Hayes says with ignition on you should get 12V between the #2 contact on the MAF connector (disconnected from the MAF) and ground. On my car I see 8 volts gronded to the head and 10.5 grounded to the neg term on the battery. You might want to check that. Apparently it is common to have MAF connector/wiring harness problems. The #2 contact on the maf is the 2nd one (1st may be empty) from the curved side of the connector. Turn the connector so you see the contacts, and it should be clear.

I had to go buy a MAF, but I probably will. VW dealer wants $250. I'm really leaning towards new OEM Bosch from a parts house if I can find it. But like you, I'm afraid that's not the real problem...

Sure sounds like we are fighting similar problems. I dropped the $'s and bought the VAG COM, but until I have a couple full days to play with it, it's too complicated for my pea brain. It has been little help (my fault). Hell it took me a weekend & another $100 to get the Bentley manual accessible through the XP immulator in Win 7 Pro (NOT Win 7 Home).

I plan to work on mine the next couple days. Maybe we can help each other.


----------



## a81sturmer (Jan 3, 2011)

make that "I hate to go buy a MAF...", rather than "I had to go...".


----------



## dubinsincuwereindiapers (Jan 16, 2008)

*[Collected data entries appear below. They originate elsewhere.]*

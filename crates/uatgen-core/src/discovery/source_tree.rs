//! Heuristic introspection over an application source tree.
//!
//! Reads PHP sources under a project root:
//! - `app/Http/Middleware/*.php` for middleware handlers and their doc blocks
//! - `app/Policies/*.php` for policy classes and method bodies
//! - `app/Http/Kernel.php` and `bootstrap/app.php` for `'alias' => Handler::class`
//! - `app/Providers/AuthServiceProvider.php` for `Model::class => Policy::class`
//!
//! Everything here is regex scanning of text. It recognises conventional
//! layouts and misses anything clever.

use super::introspect::{
    Introspector, PolicyAssociation, PolicyMethodArtifact, doc_summary, scan_permission_checks,
};
use crate::error::DiscoveryError;
use crate::route::class_basename;
use regex::Regex;
use std::collections::BTreeMap;
use std::fs;
use std::path::{Path, PathBuf};
use std::sync::OnceLock;

const MIDDLEWARE_DIR: &str = "app/Http/Middleware";
const POLICIES_DIR: &str = "app/Policies";
const MIDDLEWARE_NAMESPACE: &str = "App\\Http\\Middleware";
const ALIAS_SOURCES: &[&str] = &["app/Http/Kernel.php", "bootstrap/app.php"];
const POLICY_REGISTRY_SOURCE: &str = "app/Providers/AuthServiceProvider.php";

#[derive(Debug, Clone)]
pub struct SourceTreeIntrospector {
    root: PathBuf,
    aliases: BTreeMap<String, String>,
    associations: Vec<PolicyAssociation>,
}

fn alias_re() -> &'static Regex {
    static RE: OnceLock<Regex> = OnceLock::new();
    RE.get_or_init(|| {
        Regex::new(r#"['"]([\w.\-]+)['"]\s*=>\s*\\?([\w\\]+)::class"#)
            .expect("middleware alias regex must compile")
    })
}

fn policy_registration_re() -> &'static Regex {
    static RE: OnceLock<Regex> = OnceLock::new();
    RE.get_or_init(|| {
        Regex::new(r"\\?([\w\\]+)::class\s*=>\s*\\?([\w\\]+)::class")
            .expect("policy registration regex must compile")
    })
}

impl SourceTreeIntrospector {
    /// Open a project root, reading alias and policy registrations eagerly.
    pub fn open(root: impl Into<PathBuf>) -> Result<Self, DiscoveryError> {
        let root = root.into();
        if !root.is_dir() {
            return Err(DiscoveryError::Unavailable(format!(
                "source root is not a directory: {}",
                root.display()
            )));
        }

        let mut aliases = BTreeMap::new();
        for relative in ALIAS_SOURCES {
            if let Some(text) = read_optional(&root.join(relative))? {
                for caps in alias_re().captures_iter(&text) {
                    aliases
                        .entry(caps[1].to_string())
                        .or_insert_with(|| caps[2].to_string());
                }
            }
        }

        let mut associations = Vec::new();
        if let Some(text) = read_optional(&root.join(POLICY_REGISTRY_SOURCE))? {
            for caps in policy_registration_re().captures_iter(&text) {
                associations.push(PolicyAssociation {
                    subject: caps[1].to_string(),
                    policy: caps[2].to_string(),
                });
            }
        }

        Ok(Self {
            root,
            aliases,
            associations,
        })
    }

    pub fn root(&self) -> &Path {
        &self.root
    }

    fn policy_path(&self, policy: &str) -> PathBuf {
        self.root
            .join(POLICIES_DIR)
            .join(format!("{}.php", class_basename(policy)))
    }

    fn handler_path(&self, handler: &str) -> PathBuf {
        self.root
            .join(MIDDLEWARE_DIR)
            .join(format!("{}.php", class_basename(handler)))
    }
}

impl Introspector for SourceTreeIntrospector {
    fn middleware_alias(&self, alias: &str) -> Result<Option<String>, DiscoveryError> {
        Ok(self.aliases.get(alias).cloned())
    }

    fn middleware_handlers(&self) -> Result<Vec<String>, DiscoveryError> {
        Ok(php_class_names(&self.root.join(MIDDLEWARE_DIR))?
            .into_iter()
            .map(|name| format!("{MIDDLEWARE_NAMESPACE}\\{name}"))
            .collect())
    }

    fn handler_description(&self, handler: &str) -> Result<Option<String>, DiscoveryError> {
        let Some(text) = read_optional(&self.handler_path(handler))? else {
            return Ok(None);
        };
        Ok(class_doc_block(&text, class_basename(handler)).and_then(|doc| doc_summary(&doc)))
    }

    fn has_policy(&self, policy: &str) -> Result<bool, DiscoveryError> {
        Ok(self.policy_path(policy).is_file())
    }

    fn policy_associations(&self) -> Result<Vec<PolicyAssociation>, DiscoveryError> {
        Ok(self.associations.clone())
    }

    fn policy_method(
        &self,
        policy: &str,
        method: &str,
    ) -> Result<Option<PolicyMethodArtifact>, DiscoveryError> {
        let Some(text) = read_optional(&self.policy_path(policy))? else {
            return Ok(None);
        };
        Ok(method_source(&text, method).map(|(doc, body)| PolicyMethodArtifact {
            description: doc.and_then(|d| doc_summary(&d)),
            permissions: scan_permission_checks(&body),
        }))
    }
}

fn read_optional(path: &Path) -> Result<Option<String>, DiscoveryError> {
    if !path.is_file() {
        return Ok(None);
    }
    fs::read_to_string(path)
        .map(Some)
        .map_err(|source| DiscoveryError::Io {
            path: path.display().to_string(),
            source,
        })
}

/// File stems of `*.php` files directly under `dir`, sorted.
fn php_class_names(dir: &Path) -> Result<Vec<String>, DiscoveryError> {
    if !dir.is_dir() {
        return Ok(Vec::new());
    }
    let io_err = |source| DiscoveryError::Io {
        path: dir.display().to_string(),
        source,
    };
    let mut names = Vec::new();
    for entry in fs::read_dir(dir).map_err(io_err)? {
        let path = entry.map_err(io_err)?.path();
        if path.extension().is_some_and(|ext| ext == "php")
            && let Some(stem) = path.file_stem().and_then(|s| s.to_str())
        {
            names.push(stem.to_string());
        }
    }
    names.sort();
    Ok(names)
}

/// The doc block immediately preceding `class <name>`.
fn class_doc_block(text: &str, class: &str) -> Option<String> {
    let pattern = format!(
        r"(?s)(/\*\*(?:[^*]|\*[^/])*\*/)\s*(?:#\[[^\]]*\]\s*)*(?:final\s+|abstract\s+|readonly\s+)*class\s+{}\b",
        regex::escape(class)
    );
    let re = Regex::new(&pattern).ok()?;
    re.captures(text)
        .and_then(|caps| caps.get(1))
        .map(|m| m.as_str().to_string())
}

/// Doc block (if any) and full text of `function <method>(...) { ... }`.
fn method_source(text: &str, method: &str) -> Option<(Option<String>, String)> {
    let pattern = format!(
        r"(?s)(/\*\*(?:[^*]|\*[^/])*\*/\s*)?(?:public\s+)?(?:static\s+)?function\s+{}\s*\(",
        regex::escape(method)
    );
    let re = Regex::new(&pattern).ok()?;
    let caps = re.captures(text)?;
    let whole = caps.get(0)?;
    let doc_match = caps.get(1);
    let doc = doc_match.map(|m| m.as_str().trim().to_string());

    let signature_start = doc_match.map_or(whole.start(), |m| m.end());
    let tail = &text[signature_start..];
    let body = match block_end(tail) {
        Some(end) => tail[..end].to_string(),
        None => {
            tracing::debug!(method, "no balanced body for policy method; permissions not scanned");
            String::new()
        }
    };
    Some((doc, body))
}

/// Byte offset just past the first `{ ... }` block of `src`.
///
/// Braces inside quoted strings and `//`, `#`, `/* */` comments are ignored.
/// A `;` before the block opens (an abstract or interface method) yields `None`.
fn block_end(src: &str) -> Option<usize> {
    let bytes = src.as_bytes();
    let mut depth = 0usize;
    let mut i = 0;
    while i < bytes.len() {
        match bytes[i] {
            quote @ (b'\'' | b'"') => {
                i += 1;
                while i < bytes.len() && bytes[i] != quote {
                    if bytes[i] == b'\\' {
                        i += 1;
                    }
                    i += 1;
                }
            }
            b'/' if bytes.get(i + 1) == Some(&b'/') => i = line_end(bytes, i),
            b'#' if bytes.get(i + 1) != Some(&b'[') => i = line_end(bytes, i),
            b'/' if bytes.get(i + 1) == Some(&b'*') => {
                let close = src[i + 2..].find("*/")?;
                i += 2 + close + 1;
            }
            b';' if depth == 0 => return None,
            b'{' => depth += 1,
            b'}' => {
                depth = depth.checked_sub(1)?;
                if depth == 0 {
                    return Some(i + 1);
                }
            }
            _ => {}
        }
        i += 1;
    }
    None
}

fn line_end(bytes: &[u8], from: usize) -> usize {
    bytes[from..]
        .iter()
        .position(|&b| b == b'\n')
        .map_or(bytes.len(), |offset| from + offset)
}

#[cfg(test)]
mod tests {
    use super::*;

    const POLICY: &str = r#"<?php

namespace App\Policies;

class PostPolicy
{
    /**
     * Determine whether the user can list posts.
     */
    public function viewAny(User $user): bool
    {
        if ($user->hasRole('editor')) {
            return true;
        }
        return $user->hasPermissionTo('view-posts');
    }

    public function delete(User $user, Post $post): bool
    {
        return $user->can('delete-posts');
    }
}
"#;

    #[test]
    fn method_source_captures_doc_and_balanced_body() {
        let (doc, body) = method_source(POLICY, "viewAny").expect("method found");
        assert_eq!(
            doc.as_deref().and_then(doc_summary).as_deref(),
            Some("Determine whether the user can list posts.")
        );
        assert!(body.contains("view-posts"));
        assert!(!body.contains("delete-posts"));
        assert_eq!(
            scan_permission_checks(&body),
            vec!["view-posts", "role:editor"]
        );
    }

    #[test]
    fn method_without_doc_block_still_found() {
        let (doc, body) = method_source(POLICY, "delete").expect("method found");
        assert!(doc.is_none());
        assert_eq!(scan_permission_checks(&body), vec!["delete-posts"]);
        assert!(method_source(POLICY, "restore").is_none());
    }

    const POLICY_WITH_LITERALS: &str = r#"<?php

class PostPolicy
{
    /**
     * Only editors may list posts.
     */
    public function viewAny(User $user): bool
    {
        $open = "{";
        $label = 'it\'s {';
        // a stray { in a comment
        # another {
        /* and { in a block comment */
        return $user->can('list-posts') || $user->hasRole('editor');
    }

    public function view(User $user, Post $post): bool
    {
        return $user->hasPermissionTo('secret');
    }
}
"#;

    #[test]
    fn braces_in_literals_and_comments_do_not_leak_into_sibling_methods() {
        let (_, body) = method_source(POLICY_WITH_LITERALS, "viewAny").expect("method found");
        assert!(body.trim_end().ends_with('}'));
        assert!(!body.contains("secret"));
        assert_eq!(
            scan_permission_checks(&body),
            vec!["list-posts", "role:editor"]
        );

        let (_, view) = method_source(POLICY_WITH_LITERALS, "view").expect("method found");
        assert_eq!(scan_permission_checks(&view), vec!["secret"]);
    }

    #[test]
    fn bodiless_method_yields_empty_body() {
        let text = "<?php
interface Gate
{
    public function view(User $user);
    public function update(User $user) { return $user->can('edit'); }
}
";
        let (_, body) = method_source(text, "view").expect("signature found");
        assert!(body.is_empty());
        assert_eq!(block_end("f() { if (x) { y(); } } z() {}"), Some(23));
        assert_eq!(block_end("f() { \"unterminated"), None);
    }

    #[test]
    fn class_doc_block_skips_unrelated_blocks() {
        let text = "<?php\n/**\n * File header.\n */\nnamespace App;\n\n/**\n * Require an active subscription.\n */\nfinal class EnsureSubscribed {}";
        let doc = class_doc_block(text, "EnsureSubscribed").expect("class doc");
        assert_eq!(
            doc_summary(&doc).as_deref(),
            Some("Require an active subscription.")
        );
    }

    #[test]
    fn alias_and_policy_registration_patterns() {
        let kernel = r#"protected $middlewareAliases = [
            'auth' => \App\Http\Middleware\Authenticate::class,
            'team.member' => \App\Http\Middleware\EnsureTeamMember::class,
        ];"#;
        let aliases: Vec<(String, String)> = alias_re()
            .captures_iter(kernel)
            .map(|c| (c[1].to_string(), c[2].to_string()))
            .collect();
        assert_eq!(aliases[1].0, "team.member");
        assert_eq!(aliases[1].1, "App\\Http\\Middleware\\EnsureTeamMember");

        let provider = r#"protected $policies = [ Invoice::class => InvoicePolicy::class ];"#;
        let caps = policy_registration_re()
            .captures(provider)
            .expect("registration found");
        assert_eq!(&caps[1], "Invoice");
        assert_eq!(&caps[2], "InvoicePolicy");
    }
}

I hate having to quote myself...


dubinsincuwereindiapers said:


> Probably not the maf....
> 
> Im dissapointed at id=27 lately. Especially you Chris Lolz
> 
> ...


----------



## norcalsurfer (Apr 6, 2011)

So now I'm getting p0172 AND p0171 --- too rich and too lean. How the F does this work?


----------



## a81sturmer (Jan 3, 2011)

Changed my mind about running good with MAF disconnected indicating no vacuum leak. Even if it runs good with the maf disconnected, there could still be a leak between the maf and the turbo. 

Running good with maf disconnected does mean the cat isn't plugged, and it means there are no bad leaks between the turbo and the intake, and the coil packs are probably good.

But THERE STILL COULD BE A LEAK BETWEEN THE MAF AND THE TURBO. To check for that I pressurized the intake system. It held 5 or 10 psi until it blew the clamped off PCV pipe to the diverter valve. I should have replaced it with a clamped off piece of regular hose first. The PCV pipe is too weak for the pressure.

Also, using vag com I determined that MAF wasn't flowing when hooked up. It had to be the maf or a leaks. No leaks so I replaced the MAF. Fixed my problem. Now I just need to replace the interior and suspension and A/C - Hah, hah (that means LOL). Insert colon, dash, close paren here.

Cheers folks.


----------



## dubinsincuwereindiapers (Jan 16, 2008)

For future reference...

Unplugging the MAF throws the ecu into "open loop"..

When in "open loop" the ecu ignores many sensors, and runs off of a 'safe' base map.

Hence during "open loop" operation the engine runs better when there is a problem somewhere.

It DOES NOT always mean that the MAF is bad.. In fact most times the issue lies elsewhere...


----------



## norcalsurfer (Apr 6, 2011)

Bump...any advice before I take 'er in?


----------



## dubinsincuwereindiapers (Jan 16, 2008)

Pull codes


----------



## norcalsurfer (Apr 6, 2011)

P0171 and p0172: too rich and too lean. Any ideAs?


----------



## TheBossQ (Aug 15, 2009)

norcalsurfer said:


> P0171 and p0172: too rich and too lean. Any ideAs?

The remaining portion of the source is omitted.